9. First Church of Deliverance’s May 25, 2012, YouTube.Com video entitled First Church of Deliverance: A History Lesson & Artist Fred Jones. Jones also sculptured the doors at the church at some point. In addition, a presenter in the video stated that the artist attended the Rhode Island School of Design before he attended the AIC. Both his resume (which was obtained from Philadelphia collector Donnell Walker) and In the Eye of the Muses: Selections from the Clark Atlanta University Art Collection, 2012, by Tina Dunkley and Jerry Cullum (p.224)also state that he attended the Rhode Island School of Design . However, after a thorough search of the schools records was made, the Director of Alumni Relations for the school advised this writer by email that they could find no record of a Fred or Frederick Jones having attended the school. His obituary given in the First Church of Deliverance funeral program states that he attended the School of Design in New York.
10. Chicago Tribune, footnote 4, and footnote 8, p.
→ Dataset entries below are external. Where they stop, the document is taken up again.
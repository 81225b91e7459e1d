//! Production batch tracking
//!
//! Persistence goes through the `BatchStore` trait with two
//! implementations: the Postgres store used in normal operation and an
//! in-memory store for development without a database. The backend is
//! chosen once at startup from configuration.

use async_trait::async_trait;
use chrono::{DateTime, Utc};
use rust_decimal::Decimal;
use serde::{Deserialize, Serialize};
use sqlx::PgPool;
use std::collections::HashMap;
use std::sync::Arc;
use tokio::sync::RwLock;
use uuid::Uuid;
use validator::Validate;

use crate::error::{AppError, AppResult};

pub const PROCESS_STATUSES: [&str; 4] = [
    "getting-raw-materials",
    "in-production",
    "quality-check",
    "completed",
];

#[derive(Debug, Clone, Serialize, sqlx::FromRow)]
#[serde(rename_all = "camelCase")]
pub struct ProductionBatch {
    pub id: Uuid,
    pub batch_name: String,
    pub product: String,
    pub quantity: Decimal,
    pub process_status: String,
    pub progress: i32,
    pub operator: Option<String>,
    pub quality: String,
    pub started_at: DateTime<Utc>,
    pub completed_at: Option<DateTime<Utc>>,
    pub created_at: DateTime<Utc>,
    pub updated_at: DateTime<Utc>,
}

#[derive(Debug, Deserialize, Validate)]
#[serde(rename_all = "camelCase")]
pub struct CreateBatchInput {
    #[validate(length(min = 1, message = "Batch name is required"))]
    pub batch_name: String,

    #[validate(length(min = 1, message = "Product is required"))]
    pub product: String,

    pub quantity: Decimal,
    pub operator: Option<String>,
}

#[derive(Debug, Deserialize, Validate)]
#[serde(rename_all = "camelCase")]
pub struct UpdateBatchInput {
    pub process_status: Option<String>,

    #[validate(range(min = 0, max = 100, message = "Progress is 0-100"))]
    pub progress: Option<i32>,

    pub operator: Option<String>,
    pub quality: Option<String>,
}

/// Persistence seam for production batches
#[async_trait]
pub trait BatchStore: Send + Sync {
    async fn list(&self) -> AppResult<Vec<ProductionBatch>>;
    async fn get(&self, id: Uuid) -> AppResult<ProductionBatch>;
    async fn insert(&self, batch: ProductionBatch) -> AppResult<ProductionBatch>;
    async fn update(&self, batch: ProductionBatch) -> AppResult<ProductionBatch>;
    async fn delete(&self, id: Uuid) -> AppResult<()>;
}

/// Postgres-backed batch store
pub struct PgBatchStore {
    db: PgPool,
}

impl PgBatchStore {
    pub fn new(db: PgPool) -> Self {
        Self { db }
    }
}

const BATCH_COLUMNS: &str = "id, batch_name, product, quantity, process_status, progress, \
     operator, quality, started_at, completed_at, created_at, updated_at";

#[async_trait]
impl BatchStore for PgBatchStore {
    async fn list(&self) -> AppResult<Vec<ProductionBatch>> {
        let batches = sqlx::query_as::<_, ProductionBatch>(&format!(
            "SELECT {BATCH_COLUMNS} FROM production_batches ORDER BY created_at DESC"
        ))
        .fetch_all(&self.db)
        .await?;
        Ok(batches)
    }

    async fn get(&self, id: Uuid) -> AppResult<ProductionBatch> {
        sqlx::query_as::<_, ProductionBatch>(&format!(
            "SELECT {BATCH_COLUMNS} FROM production_batches WHERE id = $1"
        ))
        .bind(id)
        .fetch_optional(&self.db)
        .await?
        .ok_or_else(|| AppError::NotFound("Production batch".to_string()))
    }

    async fn insert(&self, batch: ProductionBatch) -> AppResult<ProductionBatch> {
        let stored = sqlx::query_as::<_, ProductionBatch>(&format!(
            r#"
            INSERT INTO production_batches
                (id, batch_name, product, quantity, process_status, progress, operator,
                 quality, started_at, completed_at)
            VALUES ($1, $2, $3, $4, $5, $6, $7, $8, $9, $10)
            RETURNING {BATCH_COLUMNS}
            "#
        ))
        .bind(batch.id)
        .bind(&batch.batch_name)
        .bind(&batch.product)
        .bind(batch.quantity)
        .bind(&batch.process_status)
        .bind(batch.progress)
        .bind(&batch.operator)
        .bind(&batch.quality)
        .bind(batch.started_at)
        .bind(batch.completed_at)
        .fetch_one(&self.db)
        .await?;
        Ok(stored)
    }

    async fn update(&self, batch: ProductionBatch) -> AppResult<ProductionBatch> {
        sqlx::query_as::<_, ProductionBatch>(&format!(
            r#"
            UPDATE production_batches SET
                process_status = $2, progress = $3, operator = $4, quality = $5,
                completed_at = $6, updated_at = NOW()
            WHERE id = $1
            RETURNING {BATCH_COLUMNS}
            "#
        ))
        .bind(batch.id)
        .bind(&batch.process_status)
        .bind(batch.progress)
        .bind(&batch.operator)
        .bind(&batch.quality)
        .bind(batch.completed_at)
        .fetch_optional(&self.db)
        .await?
        .ok_or_else(|| AppError::NotFound("Production batch".to_string()))
    }

    async fn delete(&self, id: Uuid) -> AppResult<()> {
        let result = sqlx::query("DELETE FROM production_batches WHERE id = $1")
            .bind(id)
            .execute(&self.db)
            .await?;
        if result.rows_affected() == 0 {
            return Err(AppError::NotFound("Production batch".to_string()));
        }
        Ok(())
    }
}

/// In-memory batch store for running without a database
#[derive(Default)]
pub struct InMemoryBatchStore {
    batches: RwLock<HashMap<Uuid, ProductionBatch>>,
}

impl InMemoryBatchStore {
    pub fn new() -> Self {
        Self::default()
    }
}

#[async_trait]
impl BatchStore for InMemoryBatchStore {
    async fn list(&self) -> AppResult<Vec<ProductionBatch>> {
        let mut batches: Vec<ProductionBatch> =
            self.batches.read().await.values().cloned().collect();
        batches.sort_by(|a, b| b.created_at.cmp(&a.created_at));
        Ok(batches)
    }

    async fn get(&self, id: Uuid) -> AppResult<ProductionBatch> {
        self.batches
            .read()
            .await
            .get(&id)
            .cloned()
            .ok_or_else(|| AppError::NotFound("Production batch".to_string()))
    }

    async fn insert(&self, batch: ProductionBatch) -> AppResult<ProductionBatch> {
        self.batches.write().await.insert(batch.id, batch.clone());
        Ok(batch)
    }

    async fn update(&self, batch: ProductionBatch) -> AppResult<ProductionBatch> {
        let mut batches = self.batches.write().await;
        if !batches.contains_key(&batch.id) {
            return Err(AppError::NotFound("Production batch".to_string()));
        }
        batches.insert(batch.id, batch.clone());
        Ok(batch)
    }

    async fn delete(&self, id: Uuid) -> AppResult<()> {
        self.batches
            .write()
            .await
            .remove(&id)
            .map(|_| ())
            .ok_or_else(|| AppError::NotFound("Production batch".to_string()))
    }
}

/// Production service over the configured store
#[derive(Clone)]
pub struct ProductionService {
    store: Arc<dyn BatchStore>,
}

impl ProductionService {
    pub fn new(store: Arc<dyn BatchStore>) -> Self {
        Self { store }
    }

    pub async fn list(&self) -> AppResult<Vec<ProductionBatch>> {
        self.store.list().await
    }

    pub async fn get(&self, id: Uuid) -> AppResult<ProductionBatch> {
        self.store.get(id).await
    }

    pub async fn create(&self, input: CreateBatchInput) -> AppResult<ProductionBatch> {
        input.validate()?;
        if input.quantity <= Decimal::ZERO {
            return Err(AppError::Validation {
                field: "quantity".to_string(),
                message: "Quantity must be positive".to_string(),
            });
        }

        let now = Utc::now();
        let batch = ProductionBatch {
            id: Uuid::new_v4(),
            batch_name: input.batch_name,
            product: input.product,
            quantity: input.quantity,
            process_status: PROCESS_STATUSES[0].to_string(),
            progress: 0,
            operator: input.operator,
            quality: "good".to_string(),
            started_at: now,
            completed_at: None,
            created_at: now,
            updated_at: now,
        };
        self.store.insert(batch).await
    }

    pub async fn update(&self, id: Uuid, input: UpdateBatchInput) -> AppResult<ProductionBatch> {
        input.validate()?;

        if let Some(status) = &input.process_status {
            if !PROCESS_STATUSES.contains(&status.as_str()) {
                return Err(AppError::Validation {
                    field: "processStatus".to_string(),
                    message: format!("Unknown process status '{}'", status),
                });
            }
        }

        let mut batch = self.store.get(id).await?;
        if let Some(status) = input.process_status {
            if status == "completed" && batch.completed_at.is_none() {
                batch.completed_at = Some(Utc::now());
                batch.progress = 100;
            }
            batch.process_status = status;
        }
        if let Some(progress) = input.progress {
            batch.progress = progress;
        }
        if let Some(operator) = input.operator {
            batch.operator = Some(operator);
        }
        if let Some(quality) = input.quality {
            batch.quality = quality;
        }
        batch.updated_at = Utc::now();

        self.store.update(batch).await
    }

    /// Mark a batch completed: full progress and a completion timestamp.
    pub async fn complete(&self, id: Uuid) -> AppResult<ProductionBatch> {
        let mut batch = self.store.get(id).await?;
        if batch.process_status == "completed" {
            return Err(AppError::InvalidStateTransition(
                "Batch is already completed".to_string(),
            ));
        }
        batch.process_status = "completed".to_string();
        batch.progress = 100;
        batch.completed_at = Some(Utc::now());
        batch.updated_at = Utc::now();
        self.store.update(batch).await
    }

    pub async fn delete(&self, id: Uuid) -> AppResult<()> {
        self.store.delete(id).await
    }
}

#[cfg(test)]
mod tests {
    use super::*;
    use rust_decimal_macros::dec;

    fn service() -> ProductionService {
        ProductionService::new(Arc::new(InMemoryBatchStore::new()))
    }

    fn input(name: &str) -> CreateBatchInput {
        CreateBatchInput {
            batch_name: name.to_string(),
            product: "Tomato Sauce".to_string(),
            quantity: dec!(500),
            operator: Some("J. Mills".to_string()),
        }
    }

    #[tokio::test]
    async fn create_starts_at_first_stage() {
        let service = service();
        let batch = service.create(input("B-001")).await.unwrap();
        assert_eq!(batch.process_status, "getting-raw-materials");
        assert_eq!(batch.progress, 0);
        assert!(batch.completed_at.is_none());
    }

    #[tokio::test]
    async fn complete_sets_progress_and_timestamp() {
        let service = service();
        let batch = service.create(input("B-002")).await.unwrap();
        let done = service.complete(batch.id).await.unwrap();
        assert_eq!(done.process_status, "completed");
        assert_eq!(done.progress, 100);
        assert!(done.completed_at.is_some());

        // completing twice is rejected
        assert!(service.complete(batch.id).await.is_err());
    }

    #[tokio::test]
    async fn update_rejects_unknown_status() {
        let service = service();
        let batch = service.create(input("B-003")).await.unwrap();
        let result = service
            .update(
                batch.id,
                UpdateBatchInput {
                    process_status: Some("melting".to_string()),
                    progress: None,
                    operator: None,
                    quality: None,
                },
            )
            .await;
        assert!(result.is_err());
    }

    #[tokio::test]
    async fn rejects_non_positive_quantity() {
        let service = service();
        let mut bad = input("B-004");
        bad.quantity = dec!(0);
        assert!(service.create(bad).await.is_err());
    }

    #[tokio::test]
    async fn delete_removes_batch() {
        let service = service();
        let batch = service.create(input("B-005")).await.unwrap();
        service.delete(batch.id).await.unwrap();
        assert!(service.get(batch.id).await.is_err());
    }
}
I.
11. In the Eye of the Muses: Selections from the Clark Atlanta University Art Collection, 2012.
12. Hyde Park Herald newspaper article, May 30, 1984, p. 9 (archives).
13. Chicago Tribune, footnote 4.
14. November 2012 telephone interviews with collector Sylvia Peters who has a number of works by Fred Jones and currently serves on the board of the Museum of Art in Knoxville, Tennessee.